* Aim of the task: Among the entries below, find the lines that contain the string "logging". State only how many there are.

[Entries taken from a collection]
+ + + +

//! Merge rules: defaults, override order, conflict handling.
//!
//! Sources are added lowest-priority first; later sources override earlier
//! ones key by key. Lists (such as simulated devices) are replaced whole.

use config::Config;
use config::ConfigBuilder;
use config::ConfigError;

/// Create a Config builder with merge policy defaults applied.
pub fn builder_with_defaults() -> Result<ConfigBuilder<config::builder::DefaultState>, ConfigError>
{
    Config::builder()
        .set_default("server.address", "0.0.0.0:50051")?
        .set_default("server.shutdown_grace_ms", 100)?
        .set_default("engine.kind", "simulated")?
        .set_default("logging.level", "info")?
        .set_default("logging.format", "text")?
        .set_default("logging.output", "stderr")
}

+ + + +

* Task answer: 3